**** Provided material ****

use num_bigint::BigUint;

use super::payload::{NonceBatch, TokenParams};
use super::pipeline::TxContext;
use crate::account::{AccountState, AccountType, PolicyUpdate, SigningPolicy};
use crate::chain::BlockContext;
use crate::error::LedgerError;
use crate::types::TokenSymbol;

fn updated_policy(state: &AccountState, update: &PolicyUpdate) -> Result<SigningPolicy, LedgerError> {
    let next = state.policy.updated(update);
    // only plain accounts may fall back to their own key
    next.validate(state.account_type != AccountType::Native)
        .map_err(|reason| LedgerError::InvalidAccount {
            account: state.id,
            reason,
        })?;
    Ok(next)
}

pub(super) fn verify_update_account_info(cx: &TxContext, update: &PolicyUpdate) -> Result<BigUint, LedgerError> {
    updated_policy(&cx.from.read(), update)?;
    Ok(BigUint::default())
}

pub(super) fn accept_update_account_info(cx: &TxContext, update: &PolicyUpdate) -> Result<(), LedgerError> {
    let mut from = cx.from.write();
    let next = updated_policy(&from, update)?;
    from.policy = next;
    Ok(())
}

fn check_batch(cx: &TxContext, batch: &NonceBatch, block: &BlockContext) -> Result<(), LedgerError> {
    let limits = &block.config.nonce_table;
    if batch.nonces.len() > limits.max_batch {
        return Err(LedgerError::malformed(
            cx.tx_type(),
            "data",
            format!("too many nonces, expected <= {}", limits.max_batch),
        ));
    }
    let now = block.timestamp;
    let max = now + limits.max_expire_secs;
    if batch.expire <= now || batch.expire > max {
        return Err(LedgerError::ExpireOutOfRange {
            min: now,
            max,
            actual: batch.expire,
        });
    }
    Ok(())
}

pub(super) fn verify_add_nonce_table(
    cx: &TxContext,
    batch: &NonceBatch,
    block: &BlockContext,
) -> Result<BigUint, LedgerError> {
    check_batch(cx, batch, block)?;
    cx.from
        .read()
        .check_add_nonce_table(batch.expire, &batch.nonces, block.timestamp)?;
    Ok(BigUint::default())
}

pub(super) fn accept_add_nonce_table(cx: &TxContext, batch: &NonceBatch, block: &BlockContext) -> Result<(), LedgerError> {
    cx.from
        .write()
        .add_nonce_table(batch.expire, &batch.nonces, block.timestamp)
}

/// The sender pays the pledge; the new token account holds the supply.
pub(super) fn verify_create_token(
    cx: &TxContext,
    params: &TokenParams,
    block: &BlockContext,
) -> Result<BigUint, LedgerError> {
    cx.to()?.read().check_create_token()?;
    if params.symbol.is_native() && params.max_total_supply != block.config.chain.max_total_supply {
        return Err(LedgerError::malformed(
            cx.tx_type(),
            "data",
            format!("native maxTotalSupply should be {}", block.config.chain.max_total_supply),
        ));
    }
    let min_pledge = &block.config.fees.min_token_pledge;
    if !cx.genesis && &cx.amount < min_pledge {
        return Err(LedgerError::InsufficientPledge {
            expected: min_pledge.clone(),
            actual: cx.amount.clone(),
        });
    }
    Ok(cx.amount.clone())
}

pub(super) fn accept_create_token(cx: &TxContext, params: &TokenParams) -> Result<(), LedgerError> {
    cx.to()?.write().create_token(
        &params.symbol,
        params.policy.clone(),
        params.max_total_supply.clone(),
        cx.amount.clone(),
    )
}

pub(super) fn verify_destroy_token(cx: &TxContext) -> Result<BigUint, LedgerError> {
    cx.from.read().check_destroy_token()?;
    Ok(BigUint::default())
}

pub(super) fn accept_destroy_token(cx: &TxContext) -> Result<(), LedgerError> {
    let (native, tokens) = cx.from.write().destroy_token()?;
    let mut recipient = cx.to()?.write();
    recipient.add(&TokenSymbol::native(), &native);
    for (token, amount) in &tokens {
        recipient.add(token, amount);
    }
    Ok(())
}
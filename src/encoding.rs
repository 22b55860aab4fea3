use num_bigint::BigUint;
use std::io::{self, Write};

use crate::types::{Address, TokenSymbol};

/// Trait for objects that have a canonical binary representation for Hashing/Signing.
/// careful: This must be deterministic across platforms/versions.
pub trait CanonicalSerialize {
    fn canonical_serialize<W: Write>(&self, writer: &mut W) -> io::Result<()>;

    fn to_bytes(&self) -> Vec<u8> {
        let mut buf = Vec::new();
        // Writes into a Vec cannot fail.
        let _ = self.canonical_serialize(&mut buf);
        buf
    }
}

// --- Primitives ---

impl CanonicalSerialize for u8 {
    fn canonical_serialize<W: Write>(&self, writer: &mut W) -> io::Result<()> {
        writer.write_all(&[*self])
    }
}

impl CanonicalSerialize for u16 {
    fn canonical_serialize<W: Write>(&self, writer: &mut W) -> io::Result<()> {
        writer.write_all(&self.to_le_bytes())
    }
}

impl CanonicalSerialize for u32 {
    fn canonical_serialize<W: Write>(&self, writer: &mut W) -> io::Result<()> {
        writer.write_all(&self.to_le_bytes())
    }
}

impl CanonicalSerialize for u64 {
    fn canonical_serialize<W: Write>(&self, writer: &mut W) -> io::Result<()> {
        writer.write_all(&self.to_le_bytes())
    }
}

impl<T: CanonicalSerialize> CanonicalSerialize for Vec<T> {
    fn canonical_serialize<W: Write>(&self, writer: &mut W) -> io::Result<()> {
        let len = self.len() as u32;
        writer.write_all(&len.to_le_bytes())?;
        for item in self {
            item.canonical_serialize(writer)?;
        }
        Ok(())
    }
}

impl<T: CanonicalSerialize> CanonicalSerialize for Option<T> {
    fn canonical_serialize<W: Write>(&self, writer: &mut W) -> io::Result<()> {
        match self {
            None => writer.write_all(&[0u8]),
            Some(value) => {
                writer.write_all(&[1u8])?;
                value.canonical_serialize(writer)
            }
        }
    }
}

// --- Ledger types ---

impl CanonicalSerialize for Address {
    fn canonical_serialize<W: Write>(&self, writer: &mut W) -> io::Result<()> {
        writer.write_all(self.as_bytes())
    }
}

impl CanonicalSerialize for TokenSymbol {
    fn canonical_serialize<W: Write>(&self, writer: &mut W) -> io::Result<()> {
        let bytes = self.as_str().as_bytes();
        writer.write_all(&[bytes.len() as u8])?;
        writer.write_all(bytes)
    }
}

/// Big-endian magnitude with a u32 length prefix. Zero encodes as an empty
/// magnitude.
impl CanonicalSerialize for BigUint {
    fn canonical_serialize<W: Write>(&self, writer: &mut W) -> io::Result<()> {
        let bytes = if self.bits() == 0 {
            Vec::new()
        } else {
            self.to_bytes_be()
        };
        let len = u32::try_from(bytes.len())
            .map_err(|_| io::Error::new(io::ErrorKind::InvalidInput, "integer too large"))?;
        writer.write_all(&len.to_le_bytes())?;
        writer.write_all(&bytes)
    }
}
//! Lending sub-ledger with daily interest accrual

use num_bigint::BigUint;
use num_traits::Zero;
use serde::{Deserialize, Serialize};
use std::collections::BTreeMap;

use super::types::AccountState;
use crate::error::LedgerError;
use crate::types::{Address, TokenSymbol};

pub const DAY: u64 = 86_400;
pub const BPS_DENOMINATOR: u32 = 10_000;

#[derive(Serialize, Deserialize, Clone, Debug, PartialEq, Eq)]
pub struct LendingConfig {
    pub token: TokenSymbol,
    pub daily_interest_bps: u32,
    pub overdue_interest_bps: u32,
    pub min_amount: BigUint,
    pub max_amount: BigUint,
}

impl LendingConfig {
    pub fn validate(&self) -> Result<(), String> {
        if self.daily_interest_bps == 0 || self.daily_interest_bps > BPS_DENOMINATOR {
            return Err(format!(
                "dailyInterest should be in [1, {}], got {}",
                BPS_DENOMINATOR, self.daily_interest_bps
            ));
        }
        if self.overdue_interest_bps < self.daily_interest_bps
            || self.overdue_interest_bps > BPS_DENOMINATOR
        {
            return Err(format!(
                "overdueInterest should be in [{}, {}], got {}",
                self.daily_interest_bps, BPS_DENOMINATOR, self.overdue_interest_bps
            ));
        }
        if self.max_amount.is_zero() || self.min_amount > self.max_amount {
            return Err(format!(
                "invalid amount range [{}, {}]",
                self.min_amount, self.max_amount
            ));
        }
        Ok(())
    }
}

#[derive(Serialize, Deserialize, Clone, Debug, Default, PartialEq, Eq)]
pub struct LoanEntry {
    /// Outstanding principal
    pub amount: BigUint,
    /// Accrued, unpaid interest
    pub interest: BigUint,
    /// Zero means no due date
    pub due_time: u64,
    pub updated_at: u64,
}

impl LoanEntry {
    pub fn total(&self) -> BigUint {
        &self.amount + &self.interest
    }

    /// Folds whole elapsed days into `interest`. Days up to the due time use
    /// the daily rate, later days the overdue rate. A partial day carries
    /// over to the next accrual.
    pub fn accrue(&mut self, config: &LendingConfig, now: u64) {
        if now <= self.updated_at {
            return;
        }
        let days = (now - self.updated_at) / DAY;
        if days == 0 {
            return;
        }
        let normal_days = if self.due_time == 0 {
            days
        } else if self.due_time <= self.updated_at {
            0
        } else {
            days.min((self.due_time - self.updated_at).div_ceil(DAY))
        };
        let overdue_days = days - normal_days;

        let bps = BPS_DENOMINATOR;
        self.interest += &self.amount * config.daily_interest_bps * normal_days / bps;
        self.interest += &self.amount * config.overdue_interest_bps * overdue_days / bps;
        self.updated_at += days * DAY;
    }
}

impl AccountState {
    fn lending_parts(&self) -> Result<(&LendingConfig, &BTreeMap<Address, LoanEntry>), LedgerError> {
        match (&self.lending, &self.lending_ledger) {
            (Some(cfg), Some(ledger)) => Ok((cfg, ledger)),
            _ => Err(LedgerError::LendingNotFound { account: self.id }),
        }
    }

    fn check_lending_token(&self, cfg: &LendingConfig, token: &TokenSymbol) -> Result<(), LedgerError> {
        if &cfg.token != token {
            return Err(LedgerError::TokenMismatch {
                account: self.id,
                expected: cfg.token.clone(),
                actual: token.clone(),
            });
        }
        Ok(())
    }

    pub fn check_lending_closed(&self) -> Result<(), LedgerError> {
        if self.lending.is_some() {
            return Err(LedgerError::LendingExists { account: self.id });
        }
        Ok(())
    }

    pub fn open_lending(&mut self, config: LendingConfig) -> Result<(), LedgerError> {
        self.check_lending_closed()?;
        self.lending = Some(config);
        self.lending_ledger = Some(BTreeMap::new());
        Ok(())
    }

    pub fn check_close_lending(&self) -> Result<(), LedgerError> {
        let (_, ledger) = self.lending_parts()?;
        if !ledger.is_empty() {
            return Err(LedgerError::LendingOutstanding { account: self.id });
        }
        Ok(())
    }

    pub fn close_lending(&mut self) -> Result<(), LedgerError> {
        self.check_close_lending()?;
        self.lending = None;
        self.lending_ledger = None;
        Ok(())
    }

    /// Checks that `borrower` may draw `amount` more from this account. The
    /// lender's nonce-table authorization is checked by the caller.
    pub fn check_borrow(
        &self,
        token: &TokenSymbol,
        borrower: &Address,
        amount: &BigUint,
        due_time: u64,
        now: u64,
    ) -> Result<(), LedgerError> {
        let (cfg, ledger) = self.lending_parts()?;
        self.check_lending_token(cfg, token)?;
        if due_time != 0 && due_time < now {
            return Err(LedgerError::InvalidDueTime { due_time, now });
        }
        let total = ledger.get(borrower).map_or_else(BigUint::zero, |e| e.amount.clone()) + amount;
        if total < cfg.min_amount || total > cfg.max_amount {
            return Err(LedgerError::AmountOutOfRange {
                account: self.id,
                min: cfg.min_amount.clone(),
                max: cfg.max_amount.clone(),
                actual: total,
            });
        }
        self.check_balance(token, amount, true)
    }

    pub fn borrow(
        &mut self,
        token: &TokenSymbol,
        borrower: Address,
        amount: &BigUint,
        due_time: u64,
        now: u64,
    ) -> Result<(), LedgerError> {
        self.check_borrow(token, &borrower, amount, due_time, now)?;
        let (cfg, ledger) = match (&self.lending, &mut self.lending_ledger) {
            (Some(cfg), Some(ledger)) => (cfg, ledger),
            _ => return Err(LedgerError::LendingNotFound { account: self.id }),
        };
        let entry = ledger.entry(borrower).or_insert_with(|| LoanEntry {
            updated_at: now,
            ..Default::default()
        });
        entry.accrue(cfg, now);
        entry.amount += amount;
        entry.due_time = due_time;
        self.debit(token, amount);
        Ok(())
    }

    /// Returns what `borrower` owes at `now`, principal plus interest.
    pub fn check_repay(&self, token: &TokenSymbol, borrower: &Address, now: u64) -> Result<BigUint, LedgerError> {
        let (cfg, ledger) = self.lending_parts()?;
        self.check_lending_token(cfg, token)?;
        let mut entry = ledger
            .get(borrower)
            .cloned()
            .ok_or(LedgerError::LoanNotFound {
                account: self.id,
                borrower: *borrower,
            })?;
        entry.accrue(cfg, now);
        Ok(entry.total())
    }

    /// Settles interest first, then principal. Returns the amount actually
    /// taken, never more than is owed.
    pub fn repay(
        &mut self,
        token: &TokenSymbol,
        borrower: &Address,
        amount: &BigUint,
        now: u64,
    ) -> Result<BigUint, LedgerError> {
        let owed = self.check_repay(token, borrower, now)?;
        let actual = owed.min(amount.clone());
        let id = self.id;
        let (cfg, ledger) = match (&self.lending, &mut self.lending_ledger) {
            (Some(cfg), Some(ledger)) => (cfg, ledger),
            _ => return Err(LedgerError::LendingNotFound { account: id }),
        };
        let entry = ledger.get_mut(borrower).ok_or(LedgerError::LoanNotFound {
            account: id,
            borrower: *borrower,
        })?;
        entry.accrue(cfg, now);

        let mut rest = actual.clone();
        let to_interest = entry.interest.clone().min(rest.clone());
        entry.interest -= &to_interest;
        rest -= &to_interest;
        entry.amount -= &rest;
        if entry.amount.is_zero() && entry.interest.is_zero() {
            ledger.remove(borrower);
        }
        self.add(token, &actual);
        Ok(actual)
    }
}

****

* _Exercise_: Could you please copy the lines of the listing above exactly, from its first line through the line bearing "let now = block.timestamp;", and nothing more?

* _Reply_:
use num_bigint::BigUint;

use super::payload::{NonceBatch, TokenParams};
use super::pipeline::TxContext;
use crate::account::{AccountState, AccountType, PolicyUpdate, SigningPolicy};
use crate::chain::BlockContext;
use crate::error::LedgerError;
use crate::types::TokenSymbol;

fn updated_policy(state: &AccountState, update: &PolicyUpdate) -> Result<SigningPolicy, LedgerError> {
    let next = state.policy.updated(update);
    // only plain accounts may fall back to their own key
    next.validate(state.account_type != AccountType::Native)
        .map_err(|reason| LedgerError::InvalidAccount {
            account: state.id,
            reason,
        })?;
    Ok(next)
}

pub(super) fn verify_update_account_info(cx: &TxContext, update: &PolicyUpdate) -> Result<BigUint, LedgerError> {
    updated_policy(&cx.from.read(), update)?;
    Ok(BigUint::default())
}

pub(super) fn accept_update_account_info(cx: &TxContext, update: &PolicyUpdate) -> Result<(), LedgerError> {
    let mut from = cx.from.write();
    let next = updated_policy(&from, update)?;
    from.policy = next;
    Ok(())
}

fn check_batch(cx: &TxContext, batch: &NonceBatch, block: &BlockContext) -> Result<(), LedgerError> {
    let limits = &block.config.nonce_table;
    if batch.nonces.len() > limits.max_batch {
        return Err(LedgerError::malformed(
            cx.tx_type(),
            "data",
            format!("too many nonces, expected <= {}", limits.max_batch),
        ));
    }
    let now = block.timestamp;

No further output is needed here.